[Stored data entries]
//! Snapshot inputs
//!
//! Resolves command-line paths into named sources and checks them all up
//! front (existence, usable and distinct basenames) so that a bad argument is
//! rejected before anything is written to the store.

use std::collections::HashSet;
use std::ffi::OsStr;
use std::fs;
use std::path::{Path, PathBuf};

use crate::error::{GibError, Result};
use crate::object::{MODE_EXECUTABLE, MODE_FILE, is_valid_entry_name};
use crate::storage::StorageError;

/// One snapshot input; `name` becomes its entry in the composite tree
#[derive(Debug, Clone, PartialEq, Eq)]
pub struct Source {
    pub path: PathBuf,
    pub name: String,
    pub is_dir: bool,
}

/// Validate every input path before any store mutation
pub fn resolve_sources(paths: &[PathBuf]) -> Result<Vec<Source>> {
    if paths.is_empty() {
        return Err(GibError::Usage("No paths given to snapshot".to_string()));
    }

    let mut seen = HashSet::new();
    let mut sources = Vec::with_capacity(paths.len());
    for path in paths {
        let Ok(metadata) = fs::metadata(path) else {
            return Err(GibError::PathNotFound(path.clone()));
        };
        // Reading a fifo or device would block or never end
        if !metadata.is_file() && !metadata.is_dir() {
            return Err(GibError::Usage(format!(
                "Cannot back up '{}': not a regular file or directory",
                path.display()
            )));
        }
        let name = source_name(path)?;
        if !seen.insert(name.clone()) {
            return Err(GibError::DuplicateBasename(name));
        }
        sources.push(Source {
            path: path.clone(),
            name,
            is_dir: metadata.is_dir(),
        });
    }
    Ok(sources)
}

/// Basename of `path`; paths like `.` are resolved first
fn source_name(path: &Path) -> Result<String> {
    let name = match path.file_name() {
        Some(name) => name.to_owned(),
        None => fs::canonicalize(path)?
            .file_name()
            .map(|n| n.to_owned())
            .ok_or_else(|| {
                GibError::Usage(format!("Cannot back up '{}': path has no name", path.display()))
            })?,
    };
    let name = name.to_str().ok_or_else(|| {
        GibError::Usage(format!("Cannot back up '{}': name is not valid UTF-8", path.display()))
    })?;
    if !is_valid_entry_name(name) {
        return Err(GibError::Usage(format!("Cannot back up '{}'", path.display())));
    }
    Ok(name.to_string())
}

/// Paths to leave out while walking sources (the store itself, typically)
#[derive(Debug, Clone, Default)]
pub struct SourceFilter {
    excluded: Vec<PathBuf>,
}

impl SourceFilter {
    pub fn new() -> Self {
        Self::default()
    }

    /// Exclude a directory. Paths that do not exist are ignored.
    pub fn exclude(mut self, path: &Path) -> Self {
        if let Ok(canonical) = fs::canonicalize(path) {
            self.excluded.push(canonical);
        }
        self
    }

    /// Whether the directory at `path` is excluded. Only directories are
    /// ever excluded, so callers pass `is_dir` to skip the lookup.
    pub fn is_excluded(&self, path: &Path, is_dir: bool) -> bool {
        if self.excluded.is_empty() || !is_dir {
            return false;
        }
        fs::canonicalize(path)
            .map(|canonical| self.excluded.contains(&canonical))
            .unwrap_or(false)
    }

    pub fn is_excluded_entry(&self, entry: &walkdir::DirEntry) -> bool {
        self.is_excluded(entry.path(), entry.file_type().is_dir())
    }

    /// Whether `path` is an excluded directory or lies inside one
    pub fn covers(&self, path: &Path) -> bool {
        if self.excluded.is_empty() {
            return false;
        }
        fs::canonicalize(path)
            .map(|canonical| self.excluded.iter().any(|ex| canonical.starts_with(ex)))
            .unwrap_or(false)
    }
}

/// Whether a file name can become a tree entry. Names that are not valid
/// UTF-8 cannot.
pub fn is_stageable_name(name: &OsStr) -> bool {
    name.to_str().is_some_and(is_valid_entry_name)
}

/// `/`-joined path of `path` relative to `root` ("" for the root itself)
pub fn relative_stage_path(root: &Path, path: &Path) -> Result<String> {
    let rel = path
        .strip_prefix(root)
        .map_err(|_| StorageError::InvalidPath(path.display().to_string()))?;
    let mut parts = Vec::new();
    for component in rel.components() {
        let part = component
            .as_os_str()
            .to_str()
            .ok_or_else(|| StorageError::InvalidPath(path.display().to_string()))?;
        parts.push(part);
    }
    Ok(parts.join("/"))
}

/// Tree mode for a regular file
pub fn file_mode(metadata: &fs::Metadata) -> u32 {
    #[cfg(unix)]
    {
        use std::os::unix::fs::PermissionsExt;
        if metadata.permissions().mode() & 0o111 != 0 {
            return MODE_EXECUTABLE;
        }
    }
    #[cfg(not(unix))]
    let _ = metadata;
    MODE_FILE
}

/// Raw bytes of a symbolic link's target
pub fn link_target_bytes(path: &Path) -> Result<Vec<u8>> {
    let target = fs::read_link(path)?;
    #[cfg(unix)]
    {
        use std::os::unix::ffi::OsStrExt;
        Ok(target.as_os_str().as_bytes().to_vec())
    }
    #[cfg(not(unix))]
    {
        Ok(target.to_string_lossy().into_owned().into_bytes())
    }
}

Activity: Whenever the string "bool" shows up in a line of the records, that line counts; state how many lines count, and only that.

Written reply: 5